The majority of the fast money yen shorts have likely been fully liquidated, according to UBS, which should reduce future volatility.
The unwinding of the yen carry trade has been a significant factor behind a lot of the market volatility of late, as the decision by the Bank of Japan to hike interest rates last week and the expectation of cuts by the Federal Reserve caused many players to reassess long-held positions.
The global carry trade involves investors borrowing money in a place where interest rates are low and using it to invest elsewhere in assets that generate a higher return.
For years this has widely involved the Japanese yen, as the Bank of Japan has held interest rates near zero in an attempt to stimulate a stagnant economy.
A key focus of markets is gauging the size of the global yen carry trade and how much more is at risk of being unwound, analysts at UBS said, in a note dated August 7.
“We categorize the yen carry trade into three buckets: the ‘fast money,’ the ‘semi-fast’ money, and the ‘sticky money,’” UBS said. “We believe the fast money yen shorts have likely been fully liquidated. The unwinding of the latter two groups should be gradual and not disorderly, in our view.”

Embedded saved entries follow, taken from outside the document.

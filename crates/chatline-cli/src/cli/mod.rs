//! CLI entry and dispatch.

use anyhow::{Context, Result};
use chatline_core::client::{ChatClient, ClientConfig};
use chatline_core::config::{self, ThemeKind};
use chatline_core::{interrupt, logging};
use clap::Parser;
use tracing_appender::non_blocking::WorkerGuard;

mod commands;

#[derive(Parser)]
#[command(name = "chatline")]
#[command(version)]
#[command(about = "Chat with a local language model from the terminal")]
struct Cli {
    #[command(subcommand)]
    command: Option<Commands>,

    /// Model to use (overrides config)
    #[arg(short, long, global = true)]
    model: Option<String>,

    /// Sampling temperature between 0 and 1 (overrides config)
    #[arg(short, long, global = true, value_name = "T")]
    temperature: Option<f64>,

    /// Backend base URL (overrides CHATLINE_BASE_URL and config)
    #[arg(long, global = true, value_name = "URL")]
    base_url: Option<String>,

    /// Color theme: dark or light (overrides config)
    #[arg(long, global = true, value_parser = ThemeKind::parse)]
    theme: Option<ThemeKind>,

    /// Increase log verbosity (-v debug, -vv trace)
    #[arg(short, long, global = true, action = clap::ArgAction::Count)]
    verbose: u8,
}

#[derive(clap::Subcommand)]
enum Commands {
    /// Start an interactive chat (default)
    Chat,
    /// Send one prompt and print the answer
    Exec {
        /// The prompt to send (read from stdin when omitted)
        #[arg(short, long)]
        prompt: Option<String>,

        /// Wait for the whole answer instead of streaming it
        #[arg(long = "no-stream")]
        no_stream: bool,
    },
    /// Clear the backend's conversation history for the model
    Reset,
    /// Manage configuration
    Config {
        #[command(subcommand)]
        command: ConfigCommands,
    },
}

#[derive(clap::Subcommand)]
enum ConfigCommands {
    /// Show the path to the config file
    Path,
    /// Initialize a default config file (if not present)
    Init,
}

pub fn run() -> Result<()> {
    let cli = Cli::parse();

    interrupt::init()?;

    // one tokio runtime for everything
    let rt = tokio::runtime::Runtime::new().context("create tokio runtime")?;

    rt.block_on(async move { dispatch(cli).await })
}

async fn dispatch(cli: Cli) -> Result<()> {
    let Cli {
        command,
        model,
        temperature,
        base_url,
        theme,
        verbose,
    } = cli;
    let overrides = Overrides {
        model,
        temperature,
        base_url,
        theme,
        verbose,
    };

    // default to chat mode
    match command.unwrap_or(Commands::Chat) {
        Commands::Chat => {
            let backend = overrides.load()?;
            commands::chat::run(&backend.config, backend.client).await
        }
        Commands::Exec { prompt, no_stream } => {
            let backend = overrides.load()?;
            commands::exec::run(commands::exec::ExecRunOptions {
                config: &backend.config,
                client: backend.client,
                prompt: prompt.as_deref(),
                stream: !no_stream,
            })
            .await
        }
        Commands::Reset => {
            let backend = overrides.load()?;
            commands::reset::run(&backend.config, &backend.client).await
        }
        Commands::Config { command } => match command {
            ConfigCommands::Path => {
                commands::config::path();
                Ok(())
            }
            ConfigCommands::Init => commands::config::init(),
        },
    }
}

/// Global flags that override config values.
struct Overrides {
    model: Option<String>,
    temperature: Option<f64>,
    base_url: Option<String>,
    theme: Option<ThemeKind>,
    verbose: u8,
}

/// Everything a backend-facing command needs.
struct Backend {
    config: config::Config,
    client: ChatClient,
    _log_guard: Option<WorkerGuard>,
}

impl Overrides {
    fn load(self) -> Result<Backend> {
        let mut config = config::Config::load().context("load config")?;

        // Logging failures are reported but never fatal.
        let log_guard = match logging::init(
            &config::paths::logs_dir(),
            config.log_level.as_deref(),
            self.verbose,
        ) {
            Ok(guard) => Some(guard),
            Err(e) => {
                eprintln!("Warning: {e:#}");
                None
            }
        };

        if let Some(model) = self.model {
            config.model = model;
        }
        if let Some(temperature) = self.temperature {
            config.temperature = temperature;
        }
        if let Some(theme) = self.theme {
            config.theme = theme;
        }

        let client_config = ClientConfig::resolve(&config, self.base_url.as_deref())
            .context("resolve backend")?;
        tracing::info!(
            base_url = %client_config.base_url,
            model = %config.model,
            "chatline starting"
        );
        let client = ChatClient::new(client_config)?;

        Ok(Backend {
            config,
            client,
            _log_guard: log_guard,
        })
    }
}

“Our USD/JPY forecasts currently stand at ¥147, ¥147, ¥143, and ¥140 for Sep 2024, Dec 2024, Mar 2025, and Jun 2025, respectively,” UBS said.
“With the latest rebound in the USD/JPY, investors should look to sell the currency pair on rallies above ¥147, given our directional guidance for it to decline over the longer term.”
At 06:10 ET (10:10 GMT), USD/JPY fell 0.4% to ¥146.10, fell sharply to a seven-month low of ¥141.67 at the start of the week.